| Exercise description |
Once you reach the line containing "filtering of finished", reproduce it and every later line exactly, through the end of the data.

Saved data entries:
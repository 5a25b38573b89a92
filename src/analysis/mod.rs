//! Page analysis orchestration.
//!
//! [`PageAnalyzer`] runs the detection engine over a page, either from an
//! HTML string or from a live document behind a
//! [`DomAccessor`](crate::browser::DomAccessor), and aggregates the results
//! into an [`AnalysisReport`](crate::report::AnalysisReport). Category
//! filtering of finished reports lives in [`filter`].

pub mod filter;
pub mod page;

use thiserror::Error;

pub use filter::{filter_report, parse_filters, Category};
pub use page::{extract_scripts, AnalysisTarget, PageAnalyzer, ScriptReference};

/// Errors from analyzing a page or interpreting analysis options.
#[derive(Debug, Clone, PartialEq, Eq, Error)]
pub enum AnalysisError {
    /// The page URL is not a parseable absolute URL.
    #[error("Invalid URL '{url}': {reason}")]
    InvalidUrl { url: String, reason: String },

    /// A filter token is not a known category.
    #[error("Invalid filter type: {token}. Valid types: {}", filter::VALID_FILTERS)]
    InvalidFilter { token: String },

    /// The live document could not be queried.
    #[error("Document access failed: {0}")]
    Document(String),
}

| Solved exercise |
//! filtering of finished reports lives in [`filter`].

pub mod filter;
pub mod page;

use thiserror::Error;

pub use filter::{filter_report, parse_filters, Category};
pub use page::{extract_scripts, AnalysisTarget, PageAnalyzer, ScriptReference};

/// Errors from analyzing a page or interpreting analysis options.
#[derive(Debug, Clone, PartialEq, Eq, Error)]
pub enum AnalysisError {
    /// The page URL is not a parseable absolute URL.
    #[error("Invalid URL '{url}': {reason}")]
    InvalidUrl { url: String, reason: String },

    /// A filter token is not a known category.
    #[error("Invalid filter type: {token}. Valid types: {}", filter::VALID_FILTERS)]
    InvalidFilter { token: String },

    /// The live document could not be queried.
    #[error("Document access failed: {0}")]
    Document(String),
}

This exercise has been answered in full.